Amamantar a un bebé es un proceso natural, pero la lactancia materna suele generar numerosas dudas en los padres primerizos. Comprender la frecuencia y la duración de las tomas es fundamental para asegurar el bienestar del recién nacido y el éxito de esta etapa.

¿Con qué frecuencia debe comer un recién nacido?
Durante las primeras semanas de vida, usted deberá amamantar a su bebé "a demanda", es decir, siempre que tenga hambre. La leche materna se digiere fácilmente, por lo que es normal que los recién nacidos tengan hambre a menudo.
- Primer mes: Los recién nacidos deben alimentarse entre ocho y 12 veces al día.
- 1-2 meses: La mayoría de los bebés realizan entre siete y nueve tomas diarias.
Los intervalos entre tomas se cuentan desde el momento en que el bebé empieza a mamar hasta el inicio de la próxima toma. Por lo general, esto suele ser cada hora y media a tres horas. Aunque puede parecer que amamanta continuamente, es un comportamiento normal que favorece la producción de leche. Ningún recién nacido debe pasar más de cuatro horas sin alimentarse, ni siquiera por la noche.
Señales de hambre en el bebé
Duración de las tomas y técnica
La duración de cada sesión varía significativamente según la edad y la eficacia del bebé al succionar:
| Edad del bebé | Duración estimada |
|---|---|
| Recién nacidos | 20 a 45 minutos |
| Bebés mayores | 5 a 10 minutos por pecho |
Es importante alternar ambos pechos para mantener la producción de leche y prevenir la congestión mamaria. Si el bebé toma de ambos lados, procure hacerlo eructar al cambiar de pecho y al finalizar la toma.
Factores que influyen en la demanda
Periodos de crecimiento rápido
Cuando los bebés atraviesan estirones o brotes de crecimiento, tienen más hambre de lo habitual. Durante estos periodos, es posible que deba aumentar temporalmente la frecuencia de las tomas. Esto es una respuesta natural del cuerpo para ajustar la producción de leche a las nuevas necesidades del bebé.
Necesidad de consuelo y contacto
El pecho no es solo alimento; también es consuelo, calor y vínculo. Muchos bebés utilizan la lactancia para calmarse, especialmente por la tarde o noche, en lo que se conoce como cluster feeding o tomas agrupadas.
Señales de alerta: ¿Cuándo consultar al pediatra?
Aunque la lactancia es un proceso fluido, existen situaciones donde es necesario buscar orientación profesional:
- Sesiones inusuales: Tomas consistentemente menores a 10 minutos o mayores a 50 minutos.
- Peso: Si a las dos semanas el bebé no ha recuperado su peso al nacer o no gana peso adecuadamente.

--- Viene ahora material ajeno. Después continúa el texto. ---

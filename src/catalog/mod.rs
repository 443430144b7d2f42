//! Library queries on top of an authenticated client.

pub mod matching;
pub mod playlist;

use tracing::debug;

use crate::error::ClientError;
use crate::models::{Item, ItemQuery};
use crate::traits::MediaClient;

pub use matching::{match_candidates, match_item, CatalogCandidate};
pub use playlist::sync_playlist;

/// Movies and series that have no theme song yet, movies first.
pub async fn medias_without_theme(client: &dyn MediaClient) -> Result<Vec<Item>, ClientError> {
    let mut output = Vec::new();
    for kind in ["Movie", "Series"] {
        let query = ItemQuery::new()
            .recursive()
            .with_has_theme_song(false)
            .with_include_types(&[kind]);
        let items = client.search_items(&query).await?;
        debug!("{} {} item(s) without a theme", items.len(), kind);
        output.extend(items);
    }
    Ok(output)
}
//! State shared between the manager and its session tasks.

use std::collections::HashMap;
use std::sync::atomic::{AtomicBool, AtomicU64, Ordering};
use std::sync::Arc;
use std::time::Duration;

use tokio::sync::{broadcast, Mutex, Notify};
use tracing::debug;

use crate::error::StoreError;
use crate::models::ServerRecord;
use crate::session::recovery::spawn_listener;
use crate::session::{ClientHandle, ManagerEvent, Session, SessionEvent, SessionState};
use crate::startup::ManagerConfig;
use crate::traits::{ClientFactory, CredentialStore, EventReceiver, MediaClient};

/// Capacity of the event broadcast channel.
const EVENT_CHANNEL_CAPACITY: usize = 256;

pub(crate) struct Shared {
    pub(crate) config: ManagerConfig,
    pub(crate) factory: Arc<dyn ClientFactory>,
    store: Arc<dyn CredentialStore>,
    /// Live sessions by uuid.
    sessions: Mutex<HashMap<String, Session>>,
    /// Source of truth for persistence.
    records: Mutex<Vec<ServerRecord>>,
    /// Sessions currently recovering or given up. Live sessions are not
    /// tracked here.
    recovery_states: Mutex<HashMap<String, SessionState>>,
    stopping: AtomicBool,
    /// Wakes backoff waits when the stopping flag or the record list
    /// changes.
    wake: Notify,
    events: broadcast::Sender<ManagerEvent>,
    generation: AtomicU64,
}

impl Shared {
    pub(crate) fn new(
        config: ManagerConfig,
        factory: Arc<dyn ClientFactory>,
        store: Arc<dyn CredentialStore>,
    ) -> Self {
        let (events, _) = broadcast::channel(EVENT_CHANNEL_CAPACITY);
        Self {
            config,
            factory,
            store,
            sessions: Mutex::new(HashMap::new()),
            records: Mutex::new(Vec::new()),
            recovery_states: Mutex::new(HashMap::new()),
            stopping: AtomicBool::new(false),
            wake: Notify::new(),
            events,
            generation: AtomicU64::new(0),
        }
    }

    pub(crate) fn is_stopping(&self) -> bool {
        self.stopping.load(Ordering::SeqCst)
    }

    pub(crate) fn set_stopping(&self) {
        self.stopping.store(true, Ordering::SeqCst);
        self.wake.notify_waiters();
    }

    pub(crate) fn subscribe(&self) -> broadcast::Receiver<ManagerEvent> {
        self.events.subscribe()
    }

    pub(crate) fn publish(&self, uuid: &str, event: SessionEvent) {
        // No subscribers is fine
        let _ = self.events.send(ManagerEvent::new(uuid, event));
    }

    /// Register a freshly authenticated client as the live session for
    /// `record` and start listening to its events.
    ///
    /// Any previous session for the same uuid is torn down first, so at most
    /// one client is live per record. Returns false if the manager started
    /// stopping in the meantime; the new session is torn down again in that
    /// case.
    pub(crate) async fn register(
        self: &Arc<Self>,
        record: &ServerRecord,
        client: Arc<dyn MediaClient>,
        events: EventReceiver,
    ) -> bool {
        let generation = self.generation.fetch_add(1, Ordering::SeqCst);
        let previous = {
            let mut sessions = self.sessions.lock().await;
            let listener = spawn_listener(self.clone(), record.uuid.clone(), generation, events);
            let session = Session::new(
                record.uuid.clone(),
                record.username.clone(),
                client,
                generation,
                listener,
            );
            sessions.insert(record.uuid.clone(), session)
        };
        if let Some(previous) = previous {
            debug!("Replacing existing session for {}", record.uuid);
            previous.shutdown();
        }
        self.recovery_states.lock().await.remove(&record.uuid);

        if self.is_stopping() {
            if let Some(session) = self.take_session(&record.uuid).await {
                session.shutdown();
            }
            return false;
        }
        true
    }

    pub(crate) async fn take_session(&self, uuid: &str) -> Option<Session> {
        self.sessions.lock().await.remove(uuid)
    }

    /// Remove the session only if it is still the one started with
    /// `generation`.
    pub(crate) async fn take_session_if(&self, uuid: &str, generation: u64) -> Option<Session> {
        let mut sessions = self.sessions.lock().await;
        match sessions.get(uuid) {
            Some(session) if session.generation() == generation => sessions.remove(uuid),
            _ => None,
        }
    }

    pub(crate) async fn take_all_sessions(&self) -> Vec<Session> {
        self.sessions.lock().await.drain().map(|(_, s)| s).collect()
    }

    pub(crate) async fn has_session(&self, uuid: &str) -> bool {
        self.sessions.lock().await.contains_key(uuid)
    }

    pub(crate) async fn session_handle(&self, uuid: &str) -> Option<ClientHandle> {
        self.sessions.lock().await.get(uuid).map(Session::handle)
    }

    pub(crate) async fn session_handles(&self) -> Vec<ClientHandle> {
        self.sessions.lock().await.values().map(Session::handle).collect()
    }

    pub(crate) async fn session_username(&self, uuid: &str) -> Option<String> {
        self.sessions
            .lock()
            .await
            .get(uuid)
            .map(|s| s.username().to_string())
            .filter(|name| !name.is_empty())
    }

    pub(crate) async fn set_recovery_state(&self, uuid: &str, state: SessionState) {
        self.recovery_states
            .lock()
            .await
            .insert(uuid.to_string(), state);
    }

    pub(crate) async fn clear_recovery_state(&self, uuid: &str) {
        self.recovery_states.lock().await.remove(uuid);
    }

    pub(crate) async fn session_state(&self, uuid: &str) -> Option<SessionState> {
        if self.has_session(uuid).await {
            return Some(SessionState::Connected);
        }
        self.recovery_states.lock().await.get(uuid).copied()
    }

    /// Sleep for `delay`, waking early on stop or removal of the record.
    ///
    /// Returns false if recovery should be abandoned.
    pub(crate) async fn wait_for_retry(&self, uuid: &str, delay: Duration) -> bool {
        let deadline = tokio::time::Instant::now() + delay;
        loop {
            let woken = self.wake.notified();
            if self.is_stopping() || !self.has_record(uuid).await {
                return false;
            }
            tokio::select! {
                _ = tokio::time::sleep_until(deadline) => {
                    return !self.is_stopping();
                }
                _ = woken => {}
            }
        }
    }

    pub(crate) async fn records(&self) -> Vec<ServerRecord> {
        self.records.lock().await.clone()
    }

    pub(crate) async fn record(&self, uuid: &str) -> Option<ServerRecord> {
        self.records
            .lock()
            .await
            .iter()
            .find(|r| r.uuid == uuid)
            .cloned()
    }

    pub(crate) async fn has_record(&self, uuid: &str) -> bool {
        self.records.lock().await.iter().any(|r| r.uuid == uuid)
    }

    pub(crate) async fn record_username(&self, uuid: &str) -> Option<String> {
        self.record(uuid)
            .await
            .map(|r| r.username)
            .filter(|name| !name.is_empty())
    }

    pub(crate) async fn set_connected(&self, uuid: &str, connected: bool) {
        let mut records = self.records.lock().await;
        if let Some(record) = records.iter_mut().find(|r| r.uuid == uuid) {
            record.connected = connected;
        }
    }

    /// Replace the in-memory list from the store.
    pub(crate) async fn load_records(&self) -> Result<usize, StoreError> {
        let loaded = self.store.load().await?;
        let count = loaded.len();
        *self.records.lock().await = loaded;
        self.wake.notify_waiters();
        Ok(count)
    }

    /// Insert or replace (by uuid) a record in memory. Nothing is written
    /// until [`save_records`](Self::save_records).
    pub(crate) async fn insert_record(&self, record: ServerRecord) {
        let mut records = self.records.lock().await;
        match records.iter_mut().find(|r| r.uuid == record.uuid) {
            Some(existing) => *existing = record,
            None => records.push(record),
        }
    }

    /// Persist the in-memory list as it is now.
    pub(crate) async fn save_records(&self) -> Result<(), StoreError> {
        let records = self.records.lock().await;
        self.store.save(&records).await
    }

    /// Delete a record and persist. Returns false (and writes nothing) if
    /// no record had that uuid.
    pub(crate) async fn remove_record(&self, uuid: &str) -> Result<bool, StoreError> {
        let mut records = self.records.lock().await;
        let before = records.len();
        records.retain(|r| r.uuid != uuid);
        if records.len() == before {
            return Ok(false);
        }
        let saved = self.store.save(&records).await;
        drop(records);
        self.wake.notify_waiters();
        saved.map(|_| true)
    }

    /// Drop every record and persist the empty list.
    pub(crate) async fn clear_records(&self) -> Result<(), StoreError> {
        let mut records = self.records.lock().await;
        records.clear();
        let saved = self.store.save(&records).await;
        drop(records);
        self.wake.notify_waiters();
        saved
    }
}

- Pañales: Si después de 7 días moja menos de 6 pañales al día o las deposiciones son escasas y oscuras.
- Dolor intenso: Si experimenta grietas o dolor agudo que impide una lactancia correcta.
Recuerde que el llanto es una señal tardía de hambre; aprender a leer las señales sutiles de su bebé le permitirá disfrutar de esta etapa con mayor tranquilidad y confianza.